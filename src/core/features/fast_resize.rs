//! Canonical-size resampling for feature extraction.
//!
//! Histograms are taken from an RGB thumbnail and keypoints from a
//! capped grayscale copy; both go through fast_image_resize, which picks
//! AVX2/NEON kernels at runtime.

use crate::error::FeatureError;
use fast_image_resize::{images::Image, FilterType, PixelType, ResizeAlg, ResizeOptions, Resizer};
use image::{DynamicImage, GrayImage, ImageBuffer, RgbImage};

/// Reusable bilinear resizer
pub struct FastResizer {
    resizer: Resizer,
}

impl FastResizer {
    /// Create a new fast resizer
    pub fn new() -> Self {
        Self {
            resizer: Resizer::new(),
        }
    }

    /// Resize an image to the specified dimensions as 8-bit RGB.
    pub fn resize_to_rgb(
        &mut self,
        image: &DynamicImage,
        width: u32,
        height: u32,
    ) -> Result<RgbImage, FeatureError> {
        let rgb = image.to_rgb8();
        let (src_width, src_height) = rgb.dimensions();
        let pixels = self.resize_raw(
            rgb.into_raw(),
            (src_width, src_height),
            (width, height),
            PixelType::U8x3,
        )?;

        ImageBuffer::from_raw(width, height, pixels).ok_or_else(|| FeatureError::ResizeError {
            reason: "Failed to create RGB result buffer".to_string(),
        })
    }

    /// Resize an image to the specified dimensions and convert to grayscale.
    pub fn resize_to_grayscale(
        &mut self,
        image: &DynamicImage,
        width: u32,
        height: u32,
    ) -> Result<GrayImage, FeatureError> {
        // Convert to grayscale first (faster than resizing RGB then converting)
        let gray = image.to_luma8();
        let (src_width, src_height) = gray.dimensions();
        let pixels = self.resize_raw(
            gray.into_raw(),
            (src_width, src_height),
            (width, height),
            PixelType::U8,
        )?;

        ImageBuffer::from_raw(width, height, pixels).ok_or_else(|| FeatureError::ResizeError {
            reason: "Failed to create grayscale result buffer".to_string(),
        })
    }

    fn resize_raw(
        &mut self,
        pixels: Vec<u8>,
        (src_width, src_height): (u32, u32),
        (width, height): (u32, u32),
        pixel_type: PixelType,
    ) -> Result<Vec<u8>, FeatureError> {
        if src_width == 0 || src_height == 0 {
            return Err(FeatureError::ResizeError {
                reason: "Invalid source dimensions".to_string(),
            });
        }

        if width == 0 || height == 0 {
            return Err(FeatureError::ResizeError {
                reason: "Invalid destination dimensions".to_string(),
            });
        }

        let src_image = Image::from_vec_u8(src_width, src_height, pixels, pixel_type).map_err(
            |e| FeatureError::ResizeError {
                reason: format!("Failed to create source image: {}", e),
            },
        )?;

        let mut dst_image = Image::new(width, height, pixel_type);

        // Bilinear is a good balance of speed and quality for feature extraction
        let options =
            ResizeOptions::new().resize_alg(ResizeAlg::Convolution(FilterType::Bilinear));

        self.resizer
            .resize(&src_image, &mut dst_image, &options)
            .map_err(|e| FeatureError::ResizeError {
                reason: format!("Resize failed: {}", e),
            })?;

        Ok(dst_image.into_vec())
    }
}

impl Default for FastResizer {
    fn default() -> Self {
        Self::new()
    }
}

/// Convenience function for one-off RGB resizing
pub fn resize_to_rgb(image: &DynamicImage, width: u32, height: u32) -> Result<RgbImage, FeatureError> {
    FastResizer::new().resize_to_rgb(image, width, height)
}

/// Convenience function for one-off grayscale resizing
pub fn resize_to_grayscale(
    image: &DynamicImage,
    width: u32,
    height: u32,
) -> Result<GrayImage, FeatureError> {
    FastResizer::new().resize_to_grayscale(image, width, height)
}
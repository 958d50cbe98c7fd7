//! # Core Module
//!
//! The front-end-agnostic similarity engine.
//!
//! ## Modules
//! - `features` - Decodes images and extracts comparable features
//! - `ranking` - Scores candidates against a query and orders them
//! - `store` - Read access to image bytes in a blob store
//! - `search` - Store-backed "search by photo" with top-K truncation

pub mod features;
pub mod ranking;
pub mod search;
pub mod store;

// Re-export commonly used types
pub use features::{FeatureVector, SimilarityStrategy, StrategyConfig, StrategyKind};
pub use ranking::{Candidate, MatchStrength, Query, SimilarityEngine, SimilarityResult};
pub use search::{SearchReport, VisualSearch};
pub use store::{BlobStore, DirectoryStore, ImageId, InMemoryStore};
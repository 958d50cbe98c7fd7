//! Brute-force 2-nearest-neighbour descriptor matching with a ratio test.

use crate::core::features::Descriptor;

/// Distances to the closest and second-closest descriptor in `train`
pub fn two_nearest(query: &Descriptor, train: &[Descriptor]) -> (Option<u32>, Option<u32>) {
    let mut best = u32::MAX;
    let mut second = u32::MAX;

    for candidate in train {
        let d = query.hamming(candidate);
        if d < best {
            second = best;
            best = d;
        } else if d < second {
            second = d;
        }
    }

    let found = |d: u32| (d != u32::MAX).then_some(d);
    (found(best), found(second))
}

/// Whether a nearest-neighbour pair passes the ratio test.
///
/// With no second neighbour the ratio is undefined, so only an exact
/// (distance 0) match passes.
pub fn accept_match(best: Option<u32>, second: Option<u32>, ratio: f32) -> bool {
    match (best, second) {
        (Some(best), Some(second)) => (best as f32) < ratio * second as f32,
        (Some(best), None) => best == 0,
        _ => false,
    }
}

/// Fraction of `a`'s descriptors with an accepted match in `b`.
///
/// Not symmetric: the denominator is always `a.len()`. A set compared
/// with itself scores 1.0 even when it repeats descriptors, which the
/// ratio test alone would reject as ambiguous.
pub fn ratio_test_score(a: &[Descriptor], b: &[Descriptor], ratio: f32) -> f64 {
    if a.is_empty() || b.is_empty() {
        return 0.0;
    }
    if a == b {
        return 1.0;
    }

    let accepted = a
        .iter()
        .filter(|descriptor| {
            let (best, second) = two_nearest(descriptor, b);
            accept_match(best, second, ratio)
        })
        .count();

    (accepted as f64 / a.len() as f64).min(1.0)
}
//! # CLI Module
//!
//! Command-line interface for the visual match engine.
//!
//! ## Usage
//! ```bash
//! # Rank every image in a directory against a photo
//! visual-match search photo.jpg ~/lost-items
//!
//! # Stricter threshold, more results, keypoint features
//! visual-match search photo.jpg ~/lost-items --threshold 0.6 --limit 20 --strategy keypoint
//!
//! # JSON output
//! visual-match search photo.jpg ~/lost-items --output json
//!
//! # Score two images directly
//! visual-match compare a.jpg b.jpg
//! ```

use clap::{Parser, Subcommand, ValueEnum};
use console::{style, Term};
use indicatif::{ProgressBar, ProgressStyle};
use std::fs;
use std::path::{Path, PathBuf};
use std::thread;
use visual_match::core::features::{StrategyConfig, StrategyKind};
use visual_match::core::ranking::{Query, SimilarityEngine};
use visual_match::core::search::{SearchReport, VisualSearch, DEFAULT_LIMIT, DEFAULT_THRESHOLD};
use visual_match::core::store::{BlobStore, DirectoryStore};
use visual_match::error::{Result, StoreError};
use visual_match::events::{Event, EventChannel, RankEvent};

/// Visual Match - find lost items that look like your photo
#[derive(Parser, Debug)]
#[command(name = "visual-match")]
#[command(author, version, about, long_about = None)]
pub struct Cli {
    #[command(subcommand)]
    command: Commands,
}

#[derive(Subcommand, Debug)]
enum Commands {
    /// Rank the images in a directory by similarity to a photo
    Search {
        /// The photo to search for
        query: PathBuf,

        /// Directory of candidate images
        directory: PathBuf,

        /// Minimum score for a match (exclusive, 0.0-1.0)
        #[arg(short, long, default_value_t = DEFAULT_THRESHOLD)]
        threshold: f64,

        /// Maximum number of matches to show
        #[arg(short, long, default_value_t = DEFAULT_LIMIT)]
        limit: usize,

        /// Feature strategy to use
        #[arg(short, long, default_value = "histogram")]
        strategy: Strategy,

        /// Output format
        #[arg(short, long, default_value = "pretty")]
        output: OutputFormat,

        /// Verbose output
        #[arg(short, long)]
        verbose: bool,
    },

    /// Print the similarity score of two images
    Compare {
        /// First image
        first: PathBuf,

        /// Second image
        second: PathBuf,

        /// Feature strategy to use
        #[arg(short, long, default_value = "histogram")]
        strategy: Strategy,
    },
}

#[derive(Debug, Clone, Copy, ValueEnum)]
enum Strategy {
    /// Colour histogram - robust to resizing (default)
    Histogram,
    /// Keypoint matching - robust to recolouring
    Keypoint,
}

impl From<Strategy> for StrategyKind {
    fn from(strategy: Strategy) -> Self {
        match strategy {
            Strategy::Histogram => StrategyKind::Histogram,
            Strategy::Keypoint => StrategyKind::Keypoint,
        }
    }
}

#[derive(Debug, Clone, Copy, ValueEnum)]
enum OutputFormat {
    /// Human-readable output with colors
    Pretty,
    /// JSON output for scripting
    Json,
    /// Minimal output (ids only)
    Minimal,
}

/// Run the CLI
pub fn run() -> Result<()> {
    let cli = Cli::parse();

    match cli.command {
        Commands::Search {
            query,
            directory,
            threshold,
            limit,
            strategy,
            output,
            verbose,
        } => run_search(
            &query,
            &directory,
            threshold,
            limit,
            strategy.into(),
            output,
            verbose,
        ),
        Commands::Compare {
            first,
            second,
            strategy,
        } => run_compare(&first, &second, strategy.into()),
    }
}

fn read_image(path: &Path) -> Result<Vec<u8>> {
    fs::read(path).map_err(|e| {
        StoreError::Io {
            path: path.to_path_buf(),
            source: e,
        }
        .into()
    })
}

fn run_search(
    query_path: &Path,
    directory: &Path,
    threshold: f64,
    limit: usize,
    strategy: StrategyKind,
    output: OutputFormat,
    verbose: bool,
) -> Result<()> {
    let term = Term::stderr();

    if matches!(output, OutputFormat::Pretty) {
        term.write_line(&format!(
            "{} {}",
            style("Visual Match").bold().cyan(),
            style(concat!("v", env!("CARGO_PKG_VERSION"))).dim()
        ))
        .ok();
        term.write_line("").ok();
    }

    let query_bytes = read_image(query_path)?;

    let root = fs::canonicalize(directory).map_err(|_| StoreError::RootNotFound {
        path: directory.to_path_buf(),
    })?;
    let store = DirectoryStore::open(root)?;

    // The query may live inside the searched directory
    let query_id = fs::canonicalize(query_path)
        .ok()
        .and_then(|path| store.id_for_path(&path));

    let search = VisualSearch::builder()
        .strategy(strategy)
        .threshold(threshold)
        .limit(limit)
        .build()?;

    let candidate_ids = store.ids()?;
    let query = match &query_id {
        Some(id) => Query::with_id(id, &query_bytes),
        None => Query::new(&query_bytes),
    };

    let (sender, receiver) = EventChannel::new();

    let progress = if matches!(output, OutputFormat::Pretty) {
        let pb = ProgressBar::new(candidate_ids.len() as u64);
        pb.set_style(
            ProgressStyle::default_bar()
                .template("{spinner:.green} [{bar:40.cyan/blue}] {pos}/{len} {msg}")
                .unwrap_or_else(|_| ProgressStyle::default_bar())
                .progress_chars("█▓░"),
        );
        Some(pb)
    } else {
        None
    };

    let progress_clone = progress.clone();

    let event_thread = thread::spawn(move || {
        for event in receiver.iter() {
            let Some(ref pb) = progress_clone else {
                continue;
            };
            match event {
                Event::Rank(RankEvent::Progress(p)) => {
                    pb.set_position(p.scored as u64);
                }
                Event::Rank(RankEvent::CandidateSkipped { id, .. }) if verbose => {
                    pb.set_message(format!("skipped {}", id));
                }
                Event::Rank(RankEvent::Completed { .. }) => {
                    pb.finish_and_clear();
                }
                _ => {}
            }
        }
    });

    let report = search.search_with_events(&store, query, &candidate_ids, &sender);

    drop(sender);
    event_thread.join().ok();

    match output {
        OutputFormat::Pretty => print_pretty_results(&term, &report, strategy, verbose),
        OutputFormat::Json => print_json_results(&report, strategy)?,
        OutputFormat::Minimal => print_minimal_results(&report),
    }

    Ok(())
}

fn run_compare(first: &Path, second: &Path, strategy: StrategyKind) -> Result<()> {
    let engine = SimilarityEngine::new(StrategyConfig::new().kind(strategy).build()?);
    let score = engine.compare(&read_image(first)?, &read_image(second)?);

    println!("{:.4}", score);
    Ok(())
}

fn print_pretty_results(term: &Term, report: &SearchReport, strategy: StrategyKind, verbose: bool) {
    term.write_line(&format!("{} Search Complete", style("✓").green().bold()))
        .ok();
    term.write_line("").ok();

    term.write_line(&format!(
        "  {} images compared in {:.1}s ({} features)",
        style(report.candidates_considered).cyan(),
        report.duration_ms as f64 / 1000.0,
        strategy
    ))
    .ok();

    if !report.skipped.is_empty() {
        term.write_line(&format!(
            "  {} images could not be loaded",
            style(report.skipped.len()).yellow()
        ))
        .ok();
        if verbose {
            for id in &report.skipped {
                term.write_line(&format!("    {} {}", style("○").dim(), id)).ok();
            }
        }
    }

    term.write_line("").ok();

    if report.matches.is_empty() {
        term.write_line("  No similar items found.").ok();
        return;
    }

    term.write_line(&format!("{}", style("Matches:").bold().underlined()))
        .ok();
    term.write_line("").ok();

    for (rank, result) in report.matches.iter().enumerate() {
        term.write_line(&format!(
            "  {} {:>6.2}%  {}  {}",
            style(format!("{:>2}.", rank + 1)).bold(),
            result.score * 100.0,
            style(format!("{:<14}", result.strength().to_string())).yellow(),
            result.id
        ))
        .ok();
    }

    term.write_line("").ok();
}

fn print_json_results(report: &SearchReport, strategy: StrategyKind) -> Result<()> {
    let output = serde_json::json!({
        "strategy": strategy.to_string(),
        "candidates_considered": report.candidates_considered,
        "skipped": report.skipped,
        "duration_ms": report.duration_ms,
        "count": report.matches.len(),
        "matches": report.matches.iter().map(|m| {
            serde_json::json!({
                "id": m.id,
                "score": m.score,
                "strength": m.strength().to_string(),
            })
        }).collect::<Vec<_>>()
    });

    println!("{}", serde_json::to_string_pretty(&output)?);
    Ok(())
}

fn print_minimal_results(report: &SearchReport) {
    for result in &report.matches {
        println!("{}", result.id);
    }
}
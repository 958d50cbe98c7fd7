//! # Visual Match
//!
//! Finds reported lost-and-found items that look like a photo.
//!
//! ## Core Philosophy
//! - **Best effort** - A broken or missing image is a non-match, never a failed search
//! - **Deterministic** - Same inputs, same ranking, ties in input order
//! - **Pluggable** - Histogram or keypoint features, chosen at configuration time
//!
//! ## Architecture
//! The library is split into a core engine and presentation layers:
//! - `core` - Feature extraction, ranking, blob access and search
//! - `events` - Event-driven progress reporting
//! - `error` - Error types
//! - `cli` - Command-line interface (binary only)

pub mod core;
pub mod error;
pub mod events;

// Re-export commonly used types at the crate root
pub use error::{Result, SimilarityError};

/// Initialize tracing for the library
///
/// This should be called by the application entry point. Filtering is
/// controlled with `RUST_LOG`.
pub fn init_tracing() {
    let subscriber = tracing_subscriber::fmt()
        .with_env_filter(tracing_subscriber::EnvFilter::from_default_env())
        .with_writer(std::io::stderr)
        .finish();
    // A subscriber may already be installed (e.g. by an embedding application)
    let _ = tracing::subscriber::set_global_default(subscriber);
}
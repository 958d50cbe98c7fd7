//! # Store Module
//!
//! Read access to image bytes held by a blob store.
//!
//! ## Backends
//! - `InMemoryStore` - Content-addressed, in-process (tests, uploads)
//! - `DirectoryStore` - Image files under a directory, keyed by relative path
//!
//! The engine never interprets identifiers; they are opaque handles
//! handed out by whichever store owns the bytes.

mod directory;
mod memory;
mod traits;

pub use directory::DirectoryStore;
pub use memory::InMemoryStore;
pub use traits::BlobStore;

use serde::{Deserialize, Serialize};
use xxhash_rust::xxh3::xxh3_64;

/// Opaque identifier of one stored image
#[derive(Debug, Clone, PartialEq, Eq, Hash, PartialOrd, Ord, Serialize, Deserialize)]
#[serde(transparent)]
pub struct ImageId(String);

impl ImageId {
    /// Wrap an existing identifier
    pub fn new(id: impl Into<String>) -> Self {
        Self(id.into())
    }

    /// Content-addressed identifier: hex XXH3-64 of the bytes
    pub fn from_content(bytes: &[u8]) -> Self {
        Self(format!("{:016x}", xxh3_64(bytes)))
    }

    pub fn as_str(&self) -> &str {
        &self.0
    }
}

impl std::fmt::Display for ImageId {
    fn fmt(&self, f: &mut std::fmt::Formatter<'_>) -> std::fmt::Result {
        f.write_str(&self.0)
    }
}

impl From<&str> for ImageId {
    fn from(id: &str) -> Self {
        Self::new(id)
    }
}

impl From<String> for ImageId {
    fn from(id: String) -> Self {
        Self(id)
    }
}

#[cfg(test)]
mod tests {
    use super::*;

    #[test]
    fn content_ids_are_stable() {
        let a = ImageId::from_content(b"wallet photo");
        let b = ImageId::from_content(b"wallet photo");

        assert_eq!(a, b);
        assert_eq!(a.as_str().len(), 16);
    }

    #[test]
    fn different_content_gives_different_ids() {
        assert_ne!(
            ImageId::from_content(b"red umbrella"),
            ImageId::from_content(b"blue umbrella")
        );
    }

    #[test]
    fn ids_serialize_as_plain_strings() {
        let json = serde_json::to_string(&ImageId::new("items/42.jpg")).unwrap();
        assert_eq!(json, "\"items/42.jpg\"");
    }
}
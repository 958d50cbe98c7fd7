//! In-memory blob store.

use super::{BlobStore, ImageId};
use crate::error::StoreError;
use std::collections::HashMap;
use std::sync::RwLock;

#[derive(Default)]
struct Entries {
    /// Insertion order, used by `ids`
    order: Vec<ImageId>,
    blobs: HashMap<ImageId, Vec<u8>>,
}

/// In-memory blob store
///
/// Useful for tests and for images that arrive with a request and are
/// never written anywhere.
pub struct InMemoryStore {
    entries: RwLock<Entries>,
}

impl InMemoryStore {
    /// Create an empty store
    pub fn new() -> Self {
        Self {
            entries: RwLock::new(Entries::default()),
        }
    }

    /// Store bytes under their content address and return it
    pub fn put(&self, bytes: Vec<u8>) -> Result<ImageId, StoreError> {
        let id = ImageId::from_content(&bytes);
        self.insert(id.clone(), bytes)?;
        Ok(id)
    }

    /// Store bytes under an explicit id, replacing any previous bytes
    pub fn insert(&self, id: ImageId, bytes: Vec<u8>) -> Result<(), StoreError> {
        let mut entries = self.entries.write().map_err(|_| StoreError::LockPoisoned)?;

        if entries.blobs.insert(id.clone(), bytes).is_none() {
            entries.order.push(id);
        }
        Ok(())
    }

    /// Remove an entry, returning whether it existed
    pub fn remove(&self, id: &ImageId) -> Result<bool, StoreError> {
        let mut entries = self.entries.write().map_err(|_| StoreError::LockPoisoned)?;

        let existed = entries.blobs.remove(id).is_some();
        if existed {
            entries.order.retain(|stored| stored != id);
        }
        Ok(existed)
    }

    /// Number of stored blobs
    pub fn len(&self) -> Result<usize, StoreError> {
        let entries = self.entries.read().map_err(|_| StoreError::LockPoisoned)?;
        Ok(entries.blobs.len())
    }

    pub fn is_empty(&self) -> Result<bool, StoreError> {
        Ok(self.len()? == 0)
    }
}

impl Default for InMemoryStore {
    fn default() -> Self {
        Self::new()
    }
}

impl BlobStore for InMemoryStore {
    fn fetch(&self, id: &ImageId) -> Result<Option<Vec<u8>>, StoreError> {
        let entries = self.entries.read().map_err(|_| StoreError::LockPoisoned)?;
        Ok(entries.blobs.get(id).cloned())
    }

    fn ids(&self) -> Result<Vec<ImageId>, StoreError> {
        let entries = self.entries.read().map_err(|_| StoreError::LockPoisoned)?;
        Ok(entries.order.clone())
    }
}
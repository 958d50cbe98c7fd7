//! # Search Module
//!
//! "Search by photo": rank everything in a blob store against an
//! uploaded image and keep the best few.
//!
//! ## Search Stages
//! 1. **Fetch** - Load candidate bytes from the store; unreadable or
//!    missing blobs are skipped, never fatal
//! 2. **Rank** - Score candidates with the configured strategy
//! 3. **Truncate** - Keep the top `limit` matches
//!
//! Joining ids back to item records is left to the caller.

use crate::core::features::{StrategyConfig, StrategyKind};
use crate::core::ranking::{Candidate, Query, SimilarityEngine, SimilarityResult};
use crate::core::store::{BlobStore, ImageId};
use crate::error::SimilarityError;
use crate::events::{null_sender, EventSender, SearchEvent, SearchSummary};
use serde::{Deserialize, Serialize};
use std::time::Instant;
use tracing::{info, warn};

/// Default minimum score for a match
pub const DEFAULT_THRESHOLD: f64 = 0.1;

/// Default number of matches returned
pub const DEFAULT_LIMIT: usize = 10;

/// Result of one search
#[derive(Debug, Clone, Serialize, Deserialize)]
pub struct SearchReport {
    /// Best matches, highest score first
    pub matches: Vec<SimilarityResult>,
    /// Candidates whose bytes were fetched and scored
    pub candidates_considered: usize,
    /// Candidates that were missing or failed to load
    pub skipped: Vec<ImageId>,
    /// Duration in milliseconds
    pub duration_ms: u64,
}

/// Builder for visual search configuration
pub struct VisualSearchBuilder {
    strategy: StrategyConfig,
    threshold: f64,
    limit: usize,
}

impl VisualSearchBuilder {
    /// Create a new builder with defaults
    pub fn new() -> Self {
        Self {
            strategy: StrategyConfig::new(),
            threshold: DEFAULT_THRESHOLD,
            limit: DEFAULT_LIMIT,
        }
    }

    /// Set the extraction strategy
    pub fn strategy(mut self, kind: StrategyKind) -> Self {
        self.strategy = self.strategy.kind(kind);
        self
    }

    /// Replace the whole strategy configuration
    pub fn strategy_config(mut self, config: StrategyConfig) -> Self {
        self.strategy = config;
        self
    }

    /// Set the minimum score (exclusive) for a match
    pub fn threshold(mut self, threshold: f64) -> Self {
        self.threshold = threshold;
        self
    }

    /// Set the maximum number of matches returned
    pub fn limit(mut self, limit: usize) -> Self {
        self.limit = limit;
        self
    }

    /// Build the search
    pub fn build(self) -> Result<VisualSearch, SimilarityError> {
        if !(0.0..1.0).contains(&self.threshold) {
            return Err(SimilarityError::InvalidThreshold {
                value: self.threshold,
            });
        }
        if self.limit == 0 {
            return Err(SimilarityError::InvalidLimit);
        }

        Ok(VisualSearch {
            engine: SimilarityEngine::new(self.strategy.build()?),
            threshold: self.threshold,
            limit: self.limit,
        })
    }
}

impl Default for VisualSearchBuilder {
    fn default() -> Self {
        Self::new()
    }
}

/// Search a blob store for images similar to a query
pub struct VisualSearch {
    engine: SimilarityEngine,
    threshold: f64,
    limit: usize,
}

impl VisualSearch {
    /// Create a new search builder
    pub fn builder() -> VisualSearchBuilder {
        VisualSearchBuilder::new()
    }

    /// The underlying engine
    pub fn engine(&self) -> &SimilarityEngine {
        &self.engine
    }

    pub fn threshold(&self) -> f64 {
        self.threshold
    }

    pub fn limit(&self) -> usize {
        self.limit
    }

    /// Search the given candidate ids without events
    pub fn search(
        &self,
        store: &dyn BlobStore,
        query: Query<'_>,
        candidate_ids: &[ImageId],
    ) -> SearchReport {
        self.search_with_events(store, query, candidate_ids, &null_sender())
    }

    /// Search every id the store lists
    pub fn search_all(
        &self,
        store: &dyn BlobStore,
        query: Query<'_>,
    ) -> Result<SearchReport, SimilarityError> {
        let ids = store.ids()?;
        Ok(self.search(store, query, &ids))
    }

    /// Search the given candidate ids with event reporting
    pub fn search_with_events(
        &self,
        store: &dyn BlobStore,
        query: Query<'_>,
        candidate_ids: &[ImageId],
        events: &EventSender,
    ) -> SearchReport {
        let start_time = Instant::now();
        events.search(SearchEvent::Started {
            candidates: candidate_ids.len(),
        });

        let mut candidates = Vec::with_capacity(candidate_ids.len());
        let mut skipped = Vec::new();

        for id in candidate_ids {
            if query.id == Some(id) {
                continue;
            }

            match store.fetch(id) {
                Ok(Some(bytes)) => candidates.push(Candidate::new(id.clone(), bytes)),
                Ok(None) => {
                    skipped.push(id.clone());
                    candidates.push(Candidate::missing(id.clone()));
                }
                Err(e) => {
                    warn!(id = %id, error = %e, "failed to load candidate image");
                    events.skipped(id, e.to_string());
                    skipped.push(id.clone());
                }
            }
        }

        let candidates_considered = candidates.iter().filter(|c| c.bytes.is_some()).count();

        let mut matches = self
            .engine
            .rank_with_events(query, &candidates, self.threshold, events);
        matches.truncate(self.limit);

        let duration_ms = start_time.elapsed().as_millis() as u64;
        info!(
            strategy = %self.engine.kind(),
            considered = candidates_considered,
            skipped = skipped.len(),
            matches = matches.len(),
            duration_ms,
            "visual search finished"
        );

        events.search(SearchEvent::Completed {
            summary: SearchSummary {
                candidates_considered,
                candidates_skipped: skipped.len(),
                matches: matches.len(),
                duration_ms,
            },
        });

        SearchReport {
            matches,
            candidates_considered,
            skipped,
            duration_ms,
        }
    }
}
--
Aim of the task — Write out the listing exactly from its first line to the line containing "use crate::error::FeatureError;". Both of those lines belong in the answer.

Result of this task —
filename src/core/features/fast_resize.rs
//! Canonical-size resampling for feature extraction.
//!
//! Histograms are taken from an RGB thumbnail and keypoints from a
//! capped grayscale copy; both go through fast_image_resize, which picks
//! AVX2/NEON kernels at runtime.

use crate::error::FeatureError;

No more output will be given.